Ancak bu kitapta zaman zaman andığım tarz olay ve olgularla birleşen yaratılış özelliklerim, birçok zaaf noktaları ve bir kısım hassasiyetler geliştirdi kimliğimde…
Bu anlamda aklıma gelenler:
-Mümkün Mertebe kendi kendime yeterli olma çabası…
-Yine mümkün olduğunca mihnet, daha doğrusu yük altına girmekten kaçınma ve bu anlamda mihnet etmeme…
-Mümkünse verici olma ancak iane, özellikle başa kakılması muhtemel yardımları kabul etmeme ve bunlardan özenle kaçınma… Böylece aşırı derece eğintisizleşme… Bu anlamda gerekirse kendimin olan değerlerden dahi vazgeçme…
-Öğretmenlik vasfımla ideallerimi ayrık tutmak kaydıyla: Neredeyse insanlara yaranma derecisine varan aşırı verici tavırlara yönelme… Hak etmeyenlere gereğinden fazla değerler verme… Sonuçta ise çiğnenme…
-Andığım bu aşırı vericilikten sonra karşılanmayan dostluk beklentilerim nedeniyle aşarı kırılganlık ve alınganlıklar gösterme…
Ancak zaman içinde bu yöndeki zaafımı “Allah için vermek” biçimde özetlenebilecek bir yöne kanalize etmeye çalıştıysam da, başarı derecemi bilemiyorum.
-Göz göre göre, adeta salaklık derecesinde ve kendime ağır hasarlar verecek biçimde iyi niyet kullanımlarına girişme…
-Gerçek hayat anlamında nice alanlarda körleşme… Dolayısıyla gerçek hayatın gereklerini görememe…Bu anlamda, burnumun ucundaki olanakları bilememe...
-Kendi özümden tavizler vererek başkalarının çıkarlarını öne alma, bununla bağlantılı olarak, gönlümün istediğinden ziyade, çıkarcı olmamak anlamında işin icabına uygun davranma gayreti geliştirme…
-Başka insanların ne diyeceklerini çoklukla önemseyen bir hayat tarzı benimseme…
-Gerek andığım, gerekse anmadığım bu vb. tüm bileşenler karşısında kendi hedeflerimi ve gücümü tam tayin edememe… Yapabileceğimin çok çok gerilerinde hedefler belirleme…
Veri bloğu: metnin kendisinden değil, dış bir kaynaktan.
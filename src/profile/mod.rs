//! Find out where a transfer spends its time: waiting on reads or on writes.
//!
//! Two flavors wrap a writer and reader pair:
//!
//! - [`profile()`] times every call. Exact, but costs two clock reads and an
//!   atomic add per call.
//! - [`profile_sampled()`] only flips a flag around every call, while a monitor
//!   thread looks at the flags once per `resolution`. Approximate, with close to
//!   no per-call cost; good for streams doing millions of tiny calls.
//!
//! ```
//! use iorate::profile;
//! use std::io;
//!
//! let src = [7u8; 4096];
//! let (mut writer, mut reader, prof) = profile(io::sink(), &src[..]);
//!
//! io::copy(&mut reader, &mut writer).unwrap();
//!
//! let result = prof.done();
//! assert!(result.wait_read + result.wait_write <= result.total);
//! ```

use std::{
    fmt::{self, Debug},
    io::{self, Read, Write},
    sync::{
        atomic::{AtomicU64, Ordering},
        Arc,
    },
    time::{Duration, Instant},
};

use crate::clock::{Clock, SystemClock};

pub mod sample;

pub use sample::{
    profile_sampled, profile_sampled_with_clock, SampleSession, SampleTally, SampledProfile,
    SampledReader, SampledWriter,
};

/// Time spent by a writer and reader pair.
#[derive(Debug, Default, Clone, Copy, PartialEq, Eq, Hash)]
pub struct TimeProfile {
    /// Wall time since the pair was wrapped.
    pub total: Duration,
    /// Time spent inside `read()`.
    pub wait_read: Duration,
    /// Time spent inside `write()`.
    pub wait_write: Duration,
}

impl TimeProfile {
    /// Share of the waiting time spent on reads, `None` if nothing waited.
    pub fn read_ratio(&self) -> Option<f64> {
        let waited = (self.wait_read + self.wait_write).as_secs_f64();
        if waited == 0.0 {
            None
        } else {
            Some(self.wait_read.as_secs_f64() / waited)
        }
    }
}

/// Wrap a writer and reader pair and time every call made on them.
///
/// The result comes from [`Profile::done()`], which can be called many times.
pub fn profile<W, R>(writer: W, reader: R) -> (TimedWriter<W>, TimedReader<R>, Profile) {
    profile_with_clock(SystemClock::shared(), writer, reader)
}

/// Same as [`profile()`], on a given clock.
pub fn profile_with_clock<W, R>(
    clock: Arc<dyn Clock>,
    writer: W,
    reader: R,
) -> (TimedWriter<W>, TimedReader<R>, Profile) {
    let timed_writer = TimedWriter {
        clock: Arc::clone(&clock),
        inner: writer,
        sum_ns: Arc::new(AtomicU64::new(0)),
    };
    let timed_reader = TimedReader {
        clock: Arc::clone(&clock),
        inner: reader,
        sum_ns: Arc::new(AtomicU64::new(0)),
    };

    let start = clock.now();
    let prof = Profile {
        wait_read: Arc::clone(&timed_reader.sum_ns),
        wait_write: Arc::clone(&timed_writer.sum_ns),
        clock,
        start,
    };

    (timed_writer, timed_reader, prof)
}

/// Result handle of [`profile()`].
pub struct Profile {
    clock: Arc<dyn Clock>,
    start: Instant,
    wait_read: Arc<AtomicU64>,
    wait_write: Arc<AtomicU64>,
}

impl Profile {
    /// Timings up to now.
    pub fn done(&self) -> TimeProfile {
        TimeProfile {
            total: self.clock.now().saturating_duration_since(self.start),
            wait_read: Duration::from_nanos(self.wait_read.load(Ordering::Relaxed)),
            wait_write: Duration::from_nanos(self.wait_write.load(Ordering::Relaxed)),
        }
    }
}

impl Debug for Profile {
    fn fmt(&self, f: &mut fmt::Formatter<'_>) -> fmt::Result {
        f.debug_struct("Profile")
            .field("start", &self.start)
            .field("wait_read_ns", &self.wait_read.load(Ordering::Relaxed))
            .field("wait_write_ns", &self.wait_write.load(Ordering::Relaxed))
            .finish()
    }
}

/// Reader half of [`profile()`].
pub struct TimedReader<R> {
    clock: Arc<dyn Clock>,
    inner: R,
    sum_ns: Arc<AtomicU64>,
}

/// Writer half of [`profile()`].
pub struct TimedWriter<W> {
    clock: Arc<dyn Clock>,
    inner: W,
    sum_ns: Arc<AtomicU64>,
}

impl<R> TimedReader<R> {
    /// Time spent reading so far.
    pub fn wait_read(&self) -> Duration {
        Duration::from_nanos(self.sum_ns.load(Ordering::Relaxed))
    }

    pub fn into_inner(self) -> R {
        self.inner
    }
}

impl<W> TimedWriter<W> {
    /// Time spent writing so far.
    pub fn wait_write(&self) -> Duration {
        Duration::from_nanos(self.sum_ns.load(Ordering::Relaxed))
    }

    pub fn into_inner(self) -> W {
        self.inner
    }
}

impl<R: Read> Read for TimedReader<R> {
    fn read(&mut self, buf: &mut [u8]) -> io::Result<usize> {
        let start = self.clock.now();
        let result = self.inner.read(buf);
        add_elapsed(&self.sum_ns, self.clock.now(), start);

        result
    }
}

impl<W: Write> Write for TimedWriter<W> {
    fn write(&mut self, buf: &[u8]) -> io::Result<usize> {
        let start = self.clock.now();
        let result = self.inner.write(buf);
        add_elapsed(&self.sum_ns, self.clock.now(), start);

        result
    }

    fn flush(&mut self) -> io::Result<()> {
        let start = self.clock.now();
        let result = self.inner.flush();
        add_elapsed(&self.sum_ns, self.clock.now(), start);

        result
    }
}

fn add_elapsed(sum_ns: &AtomicU64, now: Instant, start: Instant) {
    let elapsed = now.saturating_duration_since(start).as_nanos();
    sum_ns.fetch_add(
        u64::try_from(elapsed).unwrap_or(u64::MAX),
        Ordering::Relaxed,
    );
}

impl<R> Debug for TimedReader<R> {
    fn fmt(&self, f: &mut fmt::Formatter<'_>) -> fmt::Result {
        f.debug_struct("TimedReader")
            .field("wait_read", &self.wait_read())
            .finish()
    }
}

impl<W> Debug for TimedWriter<W> {
    fn fmt(&self, f: &mut fmt::Formatter<'_>) -> fmt::Result {
        f.debug_struct("TimedWriter")
            .field("wait_write", &self.wait_write())
            .finish()
    }
}

/// Readers and writers built from closures, sleeping on a mock clock.
#[cfg(test)]
mod fixtures {
    use std::io::{self, Read, Write};

    pub struct ReadFn<F>(pub F);

    impl<F: FnMut(&mut [u8]) -> io::Result<usize>> Read for ReadFn<F> {
        fn read(&mut self, buf: &mut [u8]) -> io::Result<usize> {
            (self.0)(buf)
        }
    }

    pub struct WriteFn<F>(pub F);

    impl<F: FnMut(&[u8]) -> io::Result<usize>> Write for WriteFn<F> {
        fn write(&mut self, buf: &[u8]) -> io::Result<usize> {
            (self.0)(buf)
        }

        fn flush(&mut self) -> io::Result<()> {
            Ok(())
        }
    }
}

#[cfg(test)]
mod tests {
    use super::{fixtures::*, *};
    use crate::clock::{self, MockClock};

    const MS: Duration = Duration::from_millis(1);

    #[test]
    fn precise_profile() {
        let clock = MockClock::new();
        let start = clock.now();
        let total = 2000 * MS;

        let sleep_read = ReadFn(|buf: &mut [u8]| {
            let eof = clock.now() - start >= total;
            clock.sleep(20 * MS);
            Ok(if eof { 0 } else { buf.len() })
        });
        let sleep_write = WriteFn(|buf: &[u8]| {
            clock.sleep(60 * MS);
            Ok(buf.len())
        });

        let got = clock::drive(&clock, 1, 5 * MS, || {
            let (mut w, mut r, prof) =
                profile_with_clock(Arc::new(clock.clone()), sleep_write, sleep_read);
            io::copy(&mut r, &mut w).unwrap();
            prof.done()
        });

        // 25 rounds of read + write, then one more read finding the end
        assert_eq!(
            got,
            TimeProfile {
                total: 2020 * MS,
                wait_read: 26 * 20 * MS,
                wait_write: 25 * 60 * MS,
            }
        );
    }

    #[test]
    fn done_is_repeatable() {
        let clock = MockClock::new();
        let (mut w, mut r, prof) =
            profile_with_clock(Arc::new(clock.clone()), Vec::new(), &b"abc"[..]);

        let first = prof.done();
        clock.advance(MS);
        io::copy(&mut r, &mut w).unwrap();
        let second = prof.done();

        assert_eq!(first.total, Duration::ZERO);
        assert_eq!(second.total, MS);
        assert_eq!(w.into_inner(), b"abc");
    }

    #[test]
    fn errors_still_timed() {
        let clock = MockClock::new();
        let failing = ReadFn(|_: &mut [u8]| {
            clock.sleep(3 * MS);
            Err(io::Error::new(io::ErrorKind::TimedOut, "slow"))
        });

        let (waited, result) = clock::drive(&clock, 1, MS, || {
            let (_, mut r, _) = profile_with_clock(Arc::new(clock.clone()), io::sink(), failing);
            let result = r.read(&mut [0; 8]);
            (r.wait_read(), result)
        });

        assert_eq!(waited, 3 * MS);
        assert_eq!(result.unwrap_err().kind(), io::ErrorKind::TimedOut);
    }

    #[test]
    fn read_ratio() {
        let prof = TimeProfile {
            total: 10 * MS,
            wait_read: MS,
            wait_write: 3 * MS,
        };
        assert_eq!(prof.read_ratio(), Some(0.25));
        assert_eq!(TimeProfile::default().read_ratio(), None);
    }
}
-Para ve mevkiiyi hayatın odak noktasına almama, alamama…
Buradan hareketle söyleyebilirim ki; eskiden beri zenginleri sevmem ben… Hiç kimsenin gelip geçici varlıklarına bırakın hasedi, imrenmedim bile…
Onların mallarıyla kibirlenmelerini, insanlara tepeden bakmalarını, şâşaa, gösteriş ve debdebelerini… Caka fiyaka ve çalım satma ile satanları… Ve aynı tarz hareket edenlerle bu konumdaki para, mevkii ve makam sahiplerini… Bu tıynetteki insanları ve bu insanlarla onların durumlarına öykünenleri asla sevmedim!
Sadelikle içtenliği severim ben…
-Ne var ki bu konularda da aşırılaştım belki…
Mesela bol bol harcamayı, döküp saçmayı değil, gıdım gıdım harcamayı severim. İşin gereğinden kaçınmasam da gerekmedikçe zerreyi dahi israftan hoşlanmam. Pazarlıkçılığım vardır. Bir de ucuzunu aramak… Mümkün olduğunca iyisinden ama...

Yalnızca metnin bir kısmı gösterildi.